Overall, we contribute new knowledge about how a dysbiotic oral microbiome affects oral wound healing and showed that opportunistic pathogens quickly colonize the oral wound in mice. We also determined that antibiotics given prophylactically during surgery to eliminate pathogens lowers the microbial burden in the oral cavity but does not enhance wound healing of an ONF. Limitations to the current study include the use of mice as a model, since mice eat a single type of chow, and their oral microbiome is not subjected to nutritional variations typical of a human diet. In addition, although extensive measures were carried out for intraoperative and postoperative cleaning and care, including keeping the surgical site isolated with sterile drapes, mice unavoidably self-groom, which facilitates the introduction of environmental microbes to the oral cavity.
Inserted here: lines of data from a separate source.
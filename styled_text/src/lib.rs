// Copyright 2025 the Parley Authors
// SPDX-License-Identifier: Apache-2.0 OR MIT

//! Declarative styled text documents, built into nested content and rendered to
//! [`attributed_text`] targets.
//!
//! - Documents are trees of nodes implementing [`AttributedText`]: text and image leaves,
//!   paragraphs, optional and conditional content, repetition, and user types implementing
//!   [`Composite`].
//! - Building a node runs its [`Interpolation`]: modifiers mutate the node's accumulator, then
//!   the node is folded into an [`AttributedContent`] tree of text, images and attribute scopes.
//! - Renderers walk that tree once and produce an [`attributed_text::AttributedText`], an
//!   [`attributed_text::AttributedString`], or console text with ANSI escapes.
//!
//! ## Attribute scopes
//!
//! Attributes belong to scopes, not to individual items. When rendering, every scope's own
//! attributes are layered over those inherited from its ancestors, and the scope's own value for
//! a key always wins. When modifiers applied to the same node set the same key, the outermost
//! modifier wins.
//!
//! ## Example
//!
//! ```
//! use styled_text::{AttributedTextExt, FontWeight, Font, LineStyle, Paragraph, text_body};
//! use styled_text::peniko::color::palette::css;
//!
//! let unread = 3;
//! let document = Paragraph::new(text_body!(
//!     "Inbox: ".font(Font::system(14.0, FontWeight::BOLD)),
//!     (unread > 0).then(|| "new mail".foreground_color(css::ORANGE)),
//! ))
//! .underline(LineStyle::Single);
//!
//! let content = document.make_content();
//! assert_eq!(content.plain_text(), "Inbox: new mail\n");
//!
//! let text = content.attributed_text();
//! assert_eq!(text.as_str(), "Inbox: new mail\n");
//!
//! let console = content.console_string();
//! assert!(console.starts_with("\x1b[4m\x1b[1mInbox: \x1b[0m"));
//! ```
// LINEBENDER LINT SET - lib.rs - v3
// See https://linebender.org/wiki/canonical-lints/
// These lints shouldn't apply to examples or tests.
#![cfg_attr(not(test), warn(unused_crate_dependencies))]
// These lints shouldn't apply to examples.
#![warn(clippy::print_stdout, clippy::print_stderr)]
// Targeting e.g. 32-bit means structs containing usize can give false positives for 64-bit.
#![cfg_attr(target_pointer_width = "64", warn(clippy::trivially_copy_pass_by_ref))]
// END LINEBENDER LINT SET
#![cfg_attr(docsrs, feature(doc_cfg))]
#![no_std]

extern crate alloc;

pub use peniko;

pub mod render;
pub mod style;

mod content;
mod image;
mod interpolation;
mod modifier;
mod nodes;

#[cfg(test)]
mod tests;

pub use content::{AttributedContent, NestedItem};
pub use image::Image;
pub use interpolation::{AttributedText, Composite, DefaultInterpolation, Interpolation};
pub use modifier::{
    AttributeModifier, AttributeTarget, AttributedTextExt, Modified, Modifier, ParagraphModifier,
    Styled,
};
pub use nodes::{
    AnyAttributedText, AnyInterpolation, Conditional, ConditionalInterpolation, Empty,
    EmptyInterpolation, ForEach, ForEachInterpolation, Group, ImageInterpolation,
    OptionalInterpolation, Paragraph, ParagraphInterpolation, Plain, PlainInterpolation, Proxy,
    ProxyInterpolation, TextInterpolation, TupleInterpolation, TupleText,
};
pub use render::{AnsiStyles, ContentVisitor, walk};
pub use style::{
    Attribute, Attributes, Font, FontWeight, LineBreakMode, LineStyle, ParagraphStyle, Shadow,
    StyleKey, StyleValue, TextAlignment, TextEffect, WritingDirection,
};
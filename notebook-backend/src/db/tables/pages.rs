//! Page database operations

use chrono::Utc;
use rusqlite::{params, Result as SqliteResult};

use crate::models::{NewPage, Page};
use super::super::Database;

impl Database {
    /// Create a page at the end of the page list
    pub fn create_page(&self, new_page: &NewPage) -> SqliteResult<Page> {
        let conn = self.conn();
        let position: i64 = conn.query_row(
            "SELECT COALESCE(MAX(position), -1) + 1 FROM pages",
            [],
            |row| row.get(0),
        )?;

        conn.execute(
            "INSERT INTO pages (name, starred, position, created_at) VALUES (?1, ?2, ?3, ?4)",
            params![new_page.name, new_page.starred, position, Utc::now().to_rfc3339()],
        )?;

        Ok(Page {
            id: conn.last_insert_rowid(),
            name: new_page.name.clone(),
            starred: new_page.starred,
            position,
        })
    }

    /// List all pages ordered by position
    pub fn list_pages(&self) -> SqliteResult<Vec<Page>> {
        let conn = self.conn();
        let mut stmt =
            conn.prepare("SELECT id, name, starred, position FROM pages ORDER BY position, id")?;
        let rows = stmt.query_map([], |row| {
            Ok(Page {
                id: row.get(0)?,
                name: row.get(1)?,
                starred: row.get(2)?,
                position: row.get(3)?,
            })
        })?;
        rows.collect()
    }

    /// Delete a single page. Its sections must already be gone.
    pub fn delete_page(&self, id: i64) -> SqliteResult<bool> {
        let conn = self.conn();
        let count = conn.execute("DELETE FROM pages WHERE id = ?1", params![id])?;
        Ok(count > 0)
    }
}
//! Note database operations

use chrono::{NaiveDate, Utc};
use rusqlite::types::Value as SqlValue;
use rusqlite::{params, Result as SqliteResult, Row};
use std::collections::BTreeSet;

use crate::db::sqlite::{parse_timestamp, placeholders};
use crate::db::NoteWhere;
use crate::models::{NewNote, Note, NoteUpdate};
use super::super::Database;

const NOTE_COLUMNS: &str = "id, section_id, content, completed, completed_by, completed_at, \
                            date, tags, created_by, created_at";

impl Database {
    /// Create a note and return the stored row
    pub fn create_note(&self, new_note: &NewNote) -> SqliteResult<Note> {
        let conn = self.conn();
        let now = Utc::now();
        let tags_json = encode_tags(&new_note.tags)?;

        conn.execute(
            "INSERT INTO notes (section_id, content, completed, date, tags, created_by, created_at)
             VALUES (?1, ?2, 0, ?3, ?4, ?5, ?6)",
            params![
                new_note.section_id,
                new_note.content,
                new_note.date.map(|d| d.to_string()),
                tags_json,
                new_note.created_by,
                now.to_rfc3339(),
            ],
        )?;

        Ok(Note {
            id: conn.last_insert_rowid(),
            section_id: new_note.section_id,
            content: new_note.content.clone(),
            completed: false,
            completed_by: None,
            completed_at: None,
            date: new_note.date,
            tags: new_note.tags.clone(),
            created_by: new_note.created_by.clone(),
            created_at: now,
        })
    }

    /// List notes matching `filter`, in insertion order
    pub fn list_notes(&self, filter: &NoteWhere) -> SqliteResult<Vec<Note>> {
        let conn = self.conn();
        let (clause, values) = note_where_clause(filter);
        let sql = format!("SELECT {} FROM notes{} ORDER BY id", NOTE_COLUMNS, clause);

        let mut stmt = conn.prepare(&sql)?;
        let rows = stmt.query_map(rusqlite::params_from_iter(values.iter()), Self::row_to_note)?;
        rows.collect()
    }

    /// Apply a partial update. Returns false when the note does not exist.
    pub fn update_note(&self, id: i64, update: &NoteUpdate) -> SqliteResult<bool> {
        let mut sets: Vec<&str> = Vec::new();
        let mut values: Vec<SqlValue> = Vec::new();

        if let Some(section_id) = update.section_id {
            sets.push("section_id");
            values.push(SqlValue::Integer(section_id));
        }
        if let Some(completed) = update.completed {
            sets.push("completed");
            values.push(SqlValue::Integer(completed as i64));
        }
        if let Some(ref completed_by) = update.completed_by {
            sets.push("completed_by");
            values.push(optional_text(completed_by.clone()));
        }
        if let Some(completed_at) = update.completed_at {
            sets.push("completed_at");
            values.push(optional_text(completed_at.map(|dt| dt.to_rfc3339())));
        }
        if let Some(ref tags) = update.tags {
            sets.push("tags");
            values.push(SqlValue::Text(encode_tags(tags)?));
        }

        let conn = self.conn();
        if sets.is_empty() {
            let exists: i64 = conn.query_row(
                "SELECT COUNT(*) FROM notes WHERE id = ?1",
                params![id],
                |row| row.get(0),
            )?;
            return Ok(exists > 0);
        }

        let assignments = sets
            .iter()
            .enumerate()
            .map(|(i, column)| format!("{} = ?{}", column, i + 1))
            .collect::<Vec<_>>()
            .join(", ");
        let sql = format!(
            "UPDATE notes SET {} WHERE id = ?{}",
            assignments,
            sets.len() + 1
        );
        values.push(SqlValue::Integer(id));

        let count = conn.execute(&sql, rusqlite::params_from_iter(values.iter()))?;
        Ok(count > 0)
    }

    /// Delete notes matching `filter`. An unscoped filter deletes nothing.
    pub fn delete_notes(&self, filter: &NoteWhere) -> SqliteResult<usize> {
        let conn = self.conn();
        let (clause, values) = note_where_clause(filter);
        if clause.is_empty() {
            return Ok(0);
        }
        conn.execute(
            &format!("DELETE FROM notes{}", clause),
            rusqlite::params_from_iter(values.iter()),
        )
    }

    fn row_to_note(row: &Row) -> SqliteResult<Note> {
        let completed_at: Option<String> = row.get(5)?;
        let date: Option<String> = row.get(6)?;
        let tags_json: String = row.get(7)?;
        let created_at: String = row.get(9)?;

        let tags: BTreeSet<String> = serde_json::from_str(&tags_json).map_err(|e| {
            rusqlite::Error::FromSqlConversionFailure(7, rusqlite::types::Type::Text, Box::new(e))
        })?;

        Ok(Note {
            id: row.get(0)?,
            section_id: row.get(1)?,
            content: row.get(2)?,
            completed: row.get(3)?,
            completed_by: row.get(4)?,
            completed_at: completed_at
                .as_deref()
                .map(|s| parse_timestamp(5, s))
                .transpose()?,
            date: date.and_then(|d| NaiveDate::parse_from_str(&d, "%Y-%m-%d").ok()),
            tags,
            created_by: row.get(8)?,
            created_at: parse_timestamp(9, &created_at)?,
        })
    }
}

fn encode_tags(tags: &BTreeSet<String>) -> SqliteResult<String> {
    serde_json::to_string(tags).map_err(|e| rusqlite::Error::ToSqlConversionFailure(Box::new(e)))
}

fn optional_text(value: Option<String>) -> SqlValue {
    value.map(SqlValue::Text).unwrap_or(SqlValue::Null)
}

fn note_where_clause(filter: &NoteWhere) -> (String, Vec<i64>) {
    if filter.ids.as_ref().is_some_and(|v| v.is_empty())
        || filter.section_ids.as_ref().is_some_and(|v| v.is_empty())
    {
        return (" WHERE 0".to_string(), Vec::new());
    }

    let mut conditions = Vec::new();
    let mut values: Vec<i64> = Vec::new();

    if let Some(ref ids) = filter.ids {
        conditions.push(format!("id IN ({})", placeholders(values.len() + 1, ids.len())));
        values.extend(ids);
    }
    if let Some(ref section_ids) = filter.section_ids {
        conditions.push(format!(
            "section_id IN ({})",
            placeholders(values.len() + 1, section_ids.len())
        ));
        values.extend(section_ids);
    }

    if conditions.is_empty() {
        (String::new(), values)
    } else {
        (format!(" WHERE {}", conditions.join(" AND ")), values)
    }
}

#[cfg(test)]
mod tests {
    use super::*;
    use crate::models::{normalize_tags, NewPage, NewSection};

    fn seeded() -> (Database, i64) {
        let db = Database::open_in_memory().unwrap();
        let page = db.create_page(&NewPage { name: "Launch".into(), starred: false }).unwrap();
        let section = db
            .create_section(&NewSection { name: "Checklist".into(), page_id: page.id })
            .unwrap();
        (db, section.id)
    }

    fn new_note(section_id: i64, content: &str, tags: &[&str]) -> NewNote {
        NewNote {
            section_id,
            content: content.to_string(),
            date: NaiveDate::from_ymd_opt(2026, 3, 14),
            tags: normalize_tags(tags.iter().copied()),
            created_by: Some("agent".to_string()),
        }
    }

    #[test]
    fn test_create_and_list_round_trips_fields() {
        let (db, section_id) = seeded();
        let created = db.create_note(&new_note(section_id, "Ship v2", &["Urgent"])).unwrap();

        let listed = db.list_notes(&NoteWhere::default()).unwrap();
        assert_eq!(listed.len(), 1);
        assert_eq!(listed[0].id, created.id);
        assert_eq!(listed[0].date, created.date);
        assert!(listed[0].tags.contains("urgent"));
        assert_eq!(listed[0].created_by.as_deref(), Some("agent"));
    }

    #[test]
    fn test_update_note_completion_and_tags() {
        let (db, section_id) = seeded();
        let note = db.create_note(&new_note(section_id, "Write docs", &[])).unwrap();
        let now = Utc::now();

        let updated = db
            .update_note(
                note.id,
                &NoteUpdate {
                    completed: Some(true),
                    completed_by: Some(Some("sam".into())),
                    completed_at: Some(Some(now)),
                    tags: Some(normalize_tags(["docs"])),
                    ..Default::default()
                },
            )
            .unwrap();
        assert!(updated);

        let stored = &db.list_notes(&NoteWhere::for_ids(vec![note.id])).unwrap()[0];
        assert!(stored.completed);
        assert_eq!(stored.completed_by.as_deref(), Some("sam"));
        assert!(stored.completed_at.is_some());
        assert!(stored.tags.contains("docs"));

        assert!(!db.update_note(9999, &NoteUpdate { completed: Some(false), ..Default::default() }).unwrap());
    }

    #[test]
    fn test_delete_notes_by_section() {
        let (db, section_id) = seeded();
        db.create_note(&new_note(section_id, "a", &[])).unwrap();
        db.create_note(&new_note(section_id, "b", &[])).unwrap();

        assert_eq!(db.delete_notes(&NoteWhere::default()).unwrap(), 0);
        assert_eq!(db.delete_notes(&NoteWhere::for_sections(vec![section_id])).unwrap(), 2);
        assert!(db.list_notes(&NoteWhere::default()).unwrap().is_empty());
    }
}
Furthermore, a current limitation is that a conclusive mechanistic account explaining how both a bloom of pathogenic bacteria and the elimination of nearly all oral bacteria with antibiotics have similarly adverse effects on oral wound healing remains elusive.
5. Conclusions
This study yields new data to inform new considerations for the strategic use of peri-operative antibiotics in oral surgery and may be expanded to other clinical use cases related to oral wound healing following trauma and cancer surgery.